• Exercise aim
All lines in the data below carrying the string "marked" are to be located and copied.

• Data
//! Minimal field reader for BibTeX records.
//!
//! Understands `@type{key, name = {value}, name = "value", name = bare}` with
//! nested braces. Anything fancier (`#` concatenation, `@string` expansion)
//! is kept as raw text. Only `title` and `author` are extracted. Common
//! accent macros (`{\"o}`, `\'e`, `\c{c}`, `\ss`, ...) become Unicode.

use regex::Regex;
use std::path::Path;
use std::sync::LazyLock;

use super::{BibRecord, RecordError, RecordSource};

static RECORD_HEAD: LazyLock<Regex> = LazyLock::new(|| {
    Regex::new(r"(?m)^[ \t]*@([A-Za-z]+)[ \t]*\{").expect("valid record head pattern")
});

/// `\"o`, `\'{e}`, `` \`a `` ...
static SYMBOL_ACCENT: LazyLock<Regex> = LazyLock::new(|| {
    Regex::new(r#"\\(["'`^~])\{?([A-Za-z])\}?"#).expect("valid accent pattern")
});

/// `\c{c}`, `\v s` ...
static LETTER_ACCENT: LazyLock<Regex> = LazyLock::new(|| {
    Regex::new(r"\\([cv])(?:\{([A-Za-z])\}|\s+([A-Za-z]))").expect("valid accent pattern")
});

/// `\ss`, `\o`, `\aa` ...
static SPECIAL_LETTER: LazyLock<Regex> = LazyLock::new(|| {
    Regex::new(r"\\(ss|ae|AE|oe|OE|aa|AA|o|O|l|L)\b\s?").expect("valid letter pattern")
});

#[derive(Debug, Clone, Copy, Default)]
pub struct BracedFieldReader;

impl BracedFieldReader {
    pub fn new() -> Self {
        Self
    }
}

impl RecordSource for BracedFieldReader {
    fn read_records(&self, _path: &Path, content: &str) -> Vec<Result<BibRecord, RecordError>> {
        let heads: Vec<(usize, usize, String)> = RECORD_HEAD
            .captures_iter(content)
            .filter_map(|caps| {
                let whole = caps.get(0)?;
                let entry_type = caps.get(1)?;
                Some((entry_type.start() - 1, whole.end(), entry_type.as_str().to_string()))
            })
            .collect();

        let mut records = Vec::with_capacity(heads.len());
        for (i, (at, body_start, entry_type)) in heads.iter().enumerate() {
            // A record may not run into the next record head
            let region_end = heads.get(i + 1).map(|h| h.0).unwrap_or(content.len());
            records.push(read_record(content, *at, *body_start, region_end, entry_type));
        }
        records
    }
}

fn read_record(
    content: &str,
    at: usize,
    body_start: usize,
    region_end: usize,
    entry_type: &str,
) -> Result<BibRecord, RecordError> {
    let head_line = line_of(content, at);
    let region = &content[body_start..region_end];

    let body_len = match closing_brace(region) {
        Some(len) => len,
        None => {
            return Err(RecordError {
                line: head_line,
                reason: "unbalanced braces".to_string(),
            })
        }
    };
    let body = &region[..body_len];

    // Key: everything before the first `,` (or `=` for @string definitions)
    let key_end = body.find([',', '=']).unwrap_or(body.len());
    let raw_key = &body[..key_end];
    let key = raw_key.trim();
    if key.is_empty() || key.contains(char::is_whitespace) {
        return Err(RecordError {
            line: head_line,
            reason: "missing citation key".to_string(),
        });
    }
    let key_offset = body_start + (raw_key.len() - raw_key.trim_start().len());

    let mut record = BibRecord {
        entry_type: entry_type.to_string(),
        key: key.to_string(),
        line: line_of(content, key_offset),
        column: column_of(content, key_offset),
        ..BibRecord::default()
    };

    if body[key_end..].starts_with(',') {
        for (name, value) in fields(&body[key_end + 1..]) {
            match name.as_str() {
                "title" => record.title = Some(clean(&value)),
                "author" => {
                    record.authors = clean(&value)
                        .split(" and ")
                        .map(|a| a.trim().to_string())
                        .filter(|a| !a.is_empty())
                        .collect();
                }
                _ => {}
            }
        }
    }

    Ok(record)
}

/// Byte length of `region` up to (not including) the brace closing the record.
fn closing_brace(region: &str) -> Option<usize> {
    let mut depth = 1usize;
    let mut escaped = false;
    for (i, c) in region.char_indices() {
        if escaped {
            escaped = false;
            continue;
        }
        match c {
            '\\' => escaped = true,
            '{' => depth += 1,
            '}' => {
                depth -= 1;
                if depth == 0 {
                    return Some(i);
                }
            }
            _ => {}
        }
    }
    None
}

/// `name = value` pairs of a record body, names lowercased.
fn fields(body: &str) -> Vec<(String, String)> {
    let chars: Vec<char> = body.chars().collect();
    let mut fields = Vec::new();
    let mut i = 0;

    while i < chars.len() {
        while i < chars.len() && (chars[i].is_whitespace() || chars[i] == ',') {
            i += 1;
        }
        let name_start = i;
        while i < chars.len() && chars[i] != '=' && chars[i] != ',' {
            i += 1;
        }
        if i >= chars.len() || chars[i] == ',' {
            continue;
        }
        let name: String = chars[name_start..i].iter().collect();
        i += 1; // '='
        while i < chars.len() && chars[i].is_whitespace() {
            i += 1;
        }

        let mut value = String::new();
        let mut depth = 0usize;
        let mut in_quotes = false;
        while i < chars.len() {
            let c = chars[i];
            match c {
                '{' => depth += 1,
                '}' => depth = depth.saturating_sub(1),
                '"' if depth == 0 => in_quotes = !in_quotes,
                ',' if depth == 0 && !in_quotes => break,
                _ => {}
            }
            value.push(c);
            i += 1;
        }
        fields.push((name.trim().to_lowercase(), value.trim().to_string()));
    }
    fields
}

/// Convert accents, strip delimiters and grouping braces, collapse whitespace.
fn clean(value: &str) -> String {
    let value = to_unicode(value);
    let stripped: String = value.chars().filter(|c| *c != '{' && *c != '}' && *c != '"').collect();
    stripped.split_whitespace().collect::<Vec<_>>().join(" ")
}

/// Replace the accent macros we know; anything else is left untouched.
fn to_unicode(value: &str) -> String {
    let value = SYMBOL_ACCENT.replace_all(value, |caps: &regex::Captures| {
        accent_or_raw(&caps[0], &caps[1], &caps[2])
    });
    let value = LETTER_ACCENT.replace_all(&value, |caps: &regex::Captures| {
        let letter = caps.get(2).or_else(|| caps.get(3)).map_or("", |m| m.as_str());
        accent_or_raw(&caps[0], &caps[1], letter)
    });
    SPECIAL_LETTER
        .replace_all(&value, |caps: &regex::Captures| {
            match &caps[1] {
                "ss" => "ß",
                "ae" => "æ",
                "AE" => "Æ",
                "oe" => "œ",
                "OE" => "Œ",
                "aa" => "å",
                "AA" => "Å",
                "o" => "ø",
                "O" => "Ø",
                "l" => "ł",
                _ => "Ł",
            }
            .to_string()
        })
        .into_owned()
}

fn accent_or_raw(raw: &str, accent: &str, letter: &str) -> String {
    let accent = accent.chars().next();
    let letter = letter.chars().next();
    match (accent, letter) {
        (Some(accent), Some(letter)) => accented(accent, letter)
            .map(String::from)
            .unwrap_or_else(|| raw.to_string()),
        _ => raw.to_string(),
    }
}

fn accented(accent: char, letter: char) -> Option<char> {
    let (plain, marked) = match accent {
        '"' => ("aeiouyAEIOU", "äëïöüÿÄËÏÖÜ"),
        '\'' => ("aeiouyAEIOUYcnsz", "áéíóúýÁÉÍÓÚÝćńśź"),
        '`' => ("aeiouAEIOU", "àèìòùÀÈÌÒÙ"),
        '^' => ("aeiouAEIOU", "âêîôûÂÊÎÔÛ"),
        '~' => ("anoANO", "ãñõÃÑÕ"),
        'c' => ("cCsS", "çÇşŞ"),
        'v' => ("cCsSzZrReE", "čČšŠžŽřŘěĚ"),
        _ => return None,
    };
    let index = plain.chars().position(|c| c == letter)?;
    marked.chars().nth(index)
}

fn line_of(content: &str, offset: usize) -> u32 {
    content[..offset].matches('\n').count() as u32 + 1
}

fn column_of(content: &str, offset: usize) -> u32 {
    let line_start = content[..offset].rfind('\n').map(|i| i + 1).unwrap_or(0);
    (offset - line_start) as u32
}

• Result for this exercise
    let (plain, marked) = match accent {
    marked.chars().nth(index)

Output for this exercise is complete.